- [Exercise description]: Output the records below again, precisely as they are written.
[Exercise data Boundary: Start]
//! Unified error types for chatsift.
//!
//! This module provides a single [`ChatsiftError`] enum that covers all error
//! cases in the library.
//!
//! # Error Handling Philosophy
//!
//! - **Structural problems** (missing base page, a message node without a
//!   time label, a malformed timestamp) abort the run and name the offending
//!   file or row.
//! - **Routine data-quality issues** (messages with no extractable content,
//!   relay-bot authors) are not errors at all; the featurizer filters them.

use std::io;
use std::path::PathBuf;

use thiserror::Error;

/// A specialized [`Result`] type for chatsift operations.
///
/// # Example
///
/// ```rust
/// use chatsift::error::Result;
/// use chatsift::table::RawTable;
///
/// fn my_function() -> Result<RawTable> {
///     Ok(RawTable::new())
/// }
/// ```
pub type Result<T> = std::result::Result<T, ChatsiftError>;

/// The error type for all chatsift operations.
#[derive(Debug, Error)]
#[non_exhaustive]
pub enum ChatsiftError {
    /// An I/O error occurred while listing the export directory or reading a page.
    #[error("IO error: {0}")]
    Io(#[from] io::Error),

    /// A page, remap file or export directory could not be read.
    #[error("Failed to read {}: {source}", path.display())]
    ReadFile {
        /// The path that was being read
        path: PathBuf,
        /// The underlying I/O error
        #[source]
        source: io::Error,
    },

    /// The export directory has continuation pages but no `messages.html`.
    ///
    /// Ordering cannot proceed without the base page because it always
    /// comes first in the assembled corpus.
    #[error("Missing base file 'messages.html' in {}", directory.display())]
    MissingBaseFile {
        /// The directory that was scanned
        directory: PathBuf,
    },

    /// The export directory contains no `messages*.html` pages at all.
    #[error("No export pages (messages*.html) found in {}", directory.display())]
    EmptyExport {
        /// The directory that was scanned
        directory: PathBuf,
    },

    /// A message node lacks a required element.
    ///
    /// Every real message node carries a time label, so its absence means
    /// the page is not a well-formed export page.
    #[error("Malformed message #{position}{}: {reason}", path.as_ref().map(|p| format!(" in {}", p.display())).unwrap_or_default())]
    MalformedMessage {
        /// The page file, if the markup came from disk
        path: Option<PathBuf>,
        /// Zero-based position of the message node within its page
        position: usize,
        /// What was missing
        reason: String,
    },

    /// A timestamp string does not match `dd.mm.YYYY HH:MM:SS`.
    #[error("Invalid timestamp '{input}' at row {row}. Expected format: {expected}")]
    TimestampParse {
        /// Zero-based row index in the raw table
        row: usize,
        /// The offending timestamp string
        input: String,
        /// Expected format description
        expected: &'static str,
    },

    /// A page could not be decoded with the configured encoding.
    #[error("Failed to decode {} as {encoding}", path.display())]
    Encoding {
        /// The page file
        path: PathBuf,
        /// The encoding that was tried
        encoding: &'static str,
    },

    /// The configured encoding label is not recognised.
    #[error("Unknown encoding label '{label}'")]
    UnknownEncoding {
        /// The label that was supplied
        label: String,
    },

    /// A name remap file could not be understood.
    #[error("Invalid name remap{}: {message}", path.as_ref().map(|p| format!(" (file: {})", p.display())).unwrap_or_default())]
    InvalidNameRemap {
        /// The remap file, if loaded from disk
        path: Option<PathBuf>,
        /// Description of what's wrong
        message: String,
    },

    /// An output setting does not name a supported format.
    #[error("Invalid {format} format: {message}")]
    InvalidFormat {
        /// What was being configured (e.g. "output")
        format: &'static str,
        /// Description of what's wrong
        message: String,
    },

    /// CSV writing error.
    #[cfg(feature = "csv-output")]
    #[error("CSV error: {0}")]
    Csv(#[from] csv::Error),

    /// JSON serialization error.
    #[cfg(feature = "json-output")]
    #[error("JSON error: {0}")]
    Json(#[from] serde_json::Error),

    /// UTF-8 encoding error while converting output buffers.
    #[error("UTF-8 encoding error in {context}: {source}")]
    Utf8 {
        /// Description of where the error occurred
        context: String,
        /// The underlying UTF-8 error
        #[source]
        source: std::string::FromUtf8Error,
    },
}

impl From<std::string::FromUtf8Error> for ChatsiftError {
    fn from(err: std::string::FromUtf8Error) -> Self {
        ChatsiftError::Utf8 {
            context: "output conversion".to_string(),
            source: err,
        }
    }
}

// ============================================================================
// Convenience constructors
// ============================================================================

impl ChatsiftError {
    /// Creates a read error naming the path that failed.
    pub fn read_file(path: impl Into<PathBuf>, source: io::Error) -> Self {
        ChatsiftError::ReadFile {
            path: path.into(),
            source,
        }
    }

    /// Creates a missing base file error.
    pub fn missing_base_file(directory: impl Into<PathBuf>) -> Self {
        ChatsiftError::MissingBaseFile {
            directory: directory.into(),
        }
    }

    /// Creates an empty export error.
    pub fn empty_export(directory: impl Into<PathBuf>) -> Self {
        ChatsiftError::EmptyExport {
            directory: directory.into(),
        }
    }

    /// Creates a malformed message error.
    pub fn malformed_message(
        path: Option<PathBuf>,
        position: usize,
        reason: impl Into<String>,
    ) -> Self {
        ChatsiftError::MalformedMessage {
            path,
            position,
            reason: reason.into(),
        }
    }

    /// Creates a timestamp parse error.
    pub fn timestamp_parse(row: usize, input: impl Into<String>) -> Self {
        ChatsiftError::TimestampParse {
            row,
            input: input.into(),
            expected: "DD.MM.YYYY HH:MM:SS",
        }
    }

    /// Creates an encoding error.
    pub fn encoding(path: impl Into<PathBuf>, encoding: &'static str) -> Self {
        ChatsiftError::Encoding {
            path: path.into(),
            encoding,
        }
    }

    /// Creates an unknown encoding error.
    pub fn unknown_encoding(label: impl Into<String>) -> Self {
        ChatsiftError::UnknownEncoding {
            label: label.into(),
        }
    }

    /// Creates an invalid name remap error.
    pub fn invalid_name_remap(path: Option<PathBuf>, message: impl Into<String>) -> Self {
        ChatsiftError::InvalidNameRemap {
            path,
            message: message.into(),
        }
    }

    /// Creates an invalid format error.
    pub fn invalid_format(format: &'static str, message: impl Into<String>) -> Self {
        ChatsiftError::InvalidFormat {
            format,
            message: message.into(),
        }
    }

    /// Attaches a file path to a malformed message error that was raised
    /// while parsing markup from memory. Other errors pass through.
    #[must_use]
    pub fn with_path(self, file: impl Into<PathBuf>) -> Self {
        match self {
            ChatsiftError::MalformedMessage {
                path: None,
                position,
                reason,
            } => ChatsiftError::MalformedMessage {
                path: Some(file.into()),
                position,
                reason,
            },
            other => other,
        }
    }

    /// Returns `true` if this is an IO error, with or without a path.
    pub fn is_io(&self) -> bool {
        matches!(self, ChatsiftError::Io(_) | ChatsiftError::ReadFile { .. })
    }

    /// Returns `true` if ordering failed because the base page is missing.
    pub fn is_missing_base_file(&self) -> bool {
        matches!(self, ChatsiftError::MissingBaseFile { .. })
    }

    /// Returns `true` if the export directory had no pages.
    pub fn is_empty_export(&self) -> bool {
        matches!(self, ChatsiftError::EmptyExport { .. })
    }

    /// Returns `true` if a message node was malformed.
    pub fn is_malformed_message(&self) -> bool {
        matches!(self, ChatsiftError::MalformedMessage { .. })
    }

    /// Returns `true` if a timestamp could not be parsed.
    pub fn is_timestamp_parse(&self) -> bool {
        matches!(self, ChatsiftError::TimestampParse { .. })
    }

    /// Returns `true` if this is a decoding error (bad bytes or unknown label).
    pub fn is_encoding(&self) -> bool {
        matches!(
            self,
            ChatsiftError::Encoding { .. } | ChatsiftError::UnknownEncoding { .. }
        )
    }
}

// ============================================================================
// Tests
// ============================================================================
[Exercise data Boundary: End]
- [The completed task]:
//! Unified error types for chatsift.
//!
//! This module provides a single [`ChatsiftError`] enum that covers all error
//! cases in the library.
//!
//! # Error Handling Philosophy
//!
//! - **Structural problems** (missing base page, a message node without a
//!   time label, a malformed timestamp) abort the run and name the offending
//!   file or row.
//! - **Routine data-quality issues** (messages with no extractable content,
//!   relay-bot authors) are not errors at all; the featurizer filters them.

use std::io;
use std::path::PathBuf;

use thiserror::Error;

/// A specialized [`Result`] type for chatsift operations.
///
/// # Example
///
/// ```rust
/// use chatsift::error::Result;
/// use chatsift::table::RawTable;
///
/// fn my_function() -> Result<RawTable> {
///     Ok(RawTable::new())
/// }
/// ```
pub type Result<T> = std::result::Result<T, ChatsiftError>;

/// The error type for all chatsift operations.
#[derive(Debug, Error)]
#[non_exhaustive]
pub enum ChatsiftError {
    /// An I/O error occurred while listing the export directory or reading a page.
    #[error("IO error: {0}")]
    Io(#[from] io::Error),

    /// A page, remap file or export directory could not be read.
    #[error("Failed to read {}: {source}", path.display())]
    ReadFile {
        /// The path that was being read
        path: PathBuf,
        /// The underlying I/O error
        #[source]
        source: io::Error,
    },

    /// The export directory has continuation pages but no `messages.html`.
    ///
    /// Ordering cannot proceed without the base page because it always
    /// comes first in the assembled corpus.
    #[error("Missing base file 'messages.html' in {}", directory.display())]
    MissingBaseFile {
        /// The directory that was scanned
        directory: PathBuf,
    },

    /// The export directory contains no `messages*.html` pages at all.
    #[error("No export pages (messages*.html) found in {}", directory.display())]
    EmptyExport {
        /// The directory that was scanned
        directory: PathBuf,
    },

    /// A message node lacks a required element.
    ///
    /// Every real message node carries a time label, so its absence means
    /// the page is not a well-formed export page.
    #[error("Malformed message #{position}{}: {reason}", path.as_ref().map(|p| format!(" in {}", p.display())).unwrap_or_default())]
    MalformedMessage {
        /// The page file, if the markup came from disk
        path: Option<PathBuf>,
        /// Zero-based position of the message node within its page
        position: usize,
        /// What was missing
        reason: String,
    },

    /// A timestamp string does not match `dd.mm.YYYY HH:MM:SS`.
    #[error("Invalid timestamp '{input}' at row {row}. Expected format: {expected}")]
    TimestampParse {
        /// Zero-based row index in the raw table
        row: usize,
        /// The offending timestamp string
        input: String,
        /// Expected format description
        expected: &'static str,
    },

    /// A page could not be decoded with the configured encoding.
    #[error("Failed to decode {} as {encoding}", path.display())]
    Encoding {
        /// The page file
        path: PathBuf,
        /// The encoding that was tried
        encoding: &'static str,
    },

    /// The configured encoding label is not recognised.
    #[error("Unknown encoding label '{label}'")]
    UnknownEncoding {
        /// The label that was supplied
        label: String,
    },

    /// A name remap file could not be understood.
    #[error("Invalid name remap{}: {message}", path.as_ref().map(|p| format!(" (file: {})", p.display())).unwrap_or_default())]
    InvalidNameRemap {
        /// The remap file, if loaded from disk
        path: Option<PathBuf>,
        /// Description of what's wrong
        message: String,
    },

    /// An output setting does not name a supported format.
    #[error("Invalid {format} format: {message}")]
    InvalidFormat {
        /// What was being configured (e.g. "output")
        format: &'static str,
        /// Description of what's wrong
        message: String,
    },

    /// CSV writing error.
    #[cfg(feature = "csv-output")]
    #[error("CSV error: {0}")]
    Csv(#[from] csv::Error),

    /// JSON serialization error.
    #[cfg(feature = "json-output")]
    #[error("JSON error: {0}")]
    Json(#[from] serde_json::Error),

    /// UTF-8 encoding error while converting output buffers.
    #[error("UTF-8 encoding error in {context}: {source}")]
    Utf8 {
        /// Description of where the error occurred
        context: String,
        /// The underlying UTF-8 error
        #[source]
        source: std::string::FromUtf8Error,
    },
}

impl From<std::string::FromUtf8Error> for ChatsiftError {
    fn from(err: std::string::FromUtf8Error) -> Self {
        ChatsiftError::Utf8 {
            context: "output conversion".to_string(),
            source: err,
        }
    }
}

// ============================================================================
// Convenience constructors
// ============================================================================

impl ChatsiftError {
    /// Creates a read error naming the path that failed.
    pub fn read_file(path: impl Into<PathBuf>, source: io::Error) -> Self {
        ChatsiftError::ReadFile {
            path: path.into(),
            source,
        }
    }

    /// Creates a missing base file error.
    pub fn missing_base_file(directory: impl Into<PathBuf>) -> Self {
        ChatsiftError::MissingBaseFile {
            directory: directory.into(),
        }
    }

    /// Creates an empty export error.
    pub fn empty_export(directory: impl Into<PathBuf>) -> Self {
        ChatsiftError::EmptyExport {
            directory: directory.into(),
        }
    }

    /// Creates a malformed message error.
    pub fn malformed_message(
        path: Option<PathBuf>,
        position: usize,
        reason: impl Into<String>,
    ) -> Self {
        ChatsiftError::MalformedMessage {
            path,
            position,
            reason: reason.into(),
        }
    }

    /// Creates a timestamp parse error.
    pub fn timestamp_parse(row: usize, input: impl Into<String>) -> Self {
        ChatsiftError::TimestampParse {
            row,
            input: input.into(),
            expected: "DD.MM.YYYY HH:MM:SS",
        }
    }

    /// Creates an encoding error.
    pub fn encoding(path: impl Into<PathBuf>, encoding: &'static str) -> Self {
        ChatsiftError::Encoding {
            path: path.into(),
            encoding,
        }
    }

    /// Creates an unknown encoding error.
    pub fn unknown_encoding(label: impl Into<String>) -> Self {
        ChatsiftError::UnknownEncoding {
            label: label.into(),
        }
    }

    /// Creates an invalid name remap error.
    pub fn invalid_name_remap(path: Option<PathBuf>, message: impl Into<String>) -> Self {
        ChatsiftError::InvalidNameRemap {
            path,
            message: message.into(),
        }
    }

    /// Creates an invalid format error.
    pub fn invalid_format(format: &'static str, message: impl Into<String>) -> Self {
        ChatsiftError::InvalidFormat {
            format,
            message: message.into(),
        }
    }

    /// Attaches a file path to a malformed message error that was raised
    /// while parsing markup from memory. Other errors pass through.
    #[must_use]
    pub fn with_path(self, file: impl Into<PathBuf>) -> Self {
        match self {
            ChatsiftError::MalformedMessage {
                path: None,
                position,
                reason,
            } => ChatsiftError::MalformedMessage {
                path: Some(file.into()),
                position,
                reason,
            },
            other => other,
        }
    }

    /// Returns `true` if this is an IO error, with or without a path.
    pub fn is_io(&self) -> bool {
        matches!(self, ChatsiftError::Io(_) | ChatsiftError::ReadFile { .. })
    }

    /// Returns `true` if ordering failed because the base page is missing.
    pub fn is_missing_base_file(&self) -> bool {
        matches!(self, ChatsiftError::MissingBaseFile { .. })
    }

    /// Returns `true` if the export directory had no pages.
    pub fn is_empty_export(&self) -> bool {
        matches!(self, ChatsiftError::EmptyExport { .. })
    }

    /// Returns `true` if a message node was malformed.
    pub fn is_malformed_message(&self) -> bool {
        matches!(self, ChatsiftError::MalformedMessage { .. })
    }

    /// Returns `true` if a timestamp could not be parsed.
    pub fn is_timestamp_parse(&self) -> bool {
        matches!(self, ChatsiftError::TimestampParse { .. })
    }

    /// Returns `true` if this is a decoding error (bad bytes or unknown label).
    pub fn is_encoding(&self) -> bool {
        matches!(
            self,
            ChatsiftError::Encoding { .. } | ChatsiftError::UnknownEncoding { .. }
        )
    }
}

// ============================================================================
// Tests
// ============================================================================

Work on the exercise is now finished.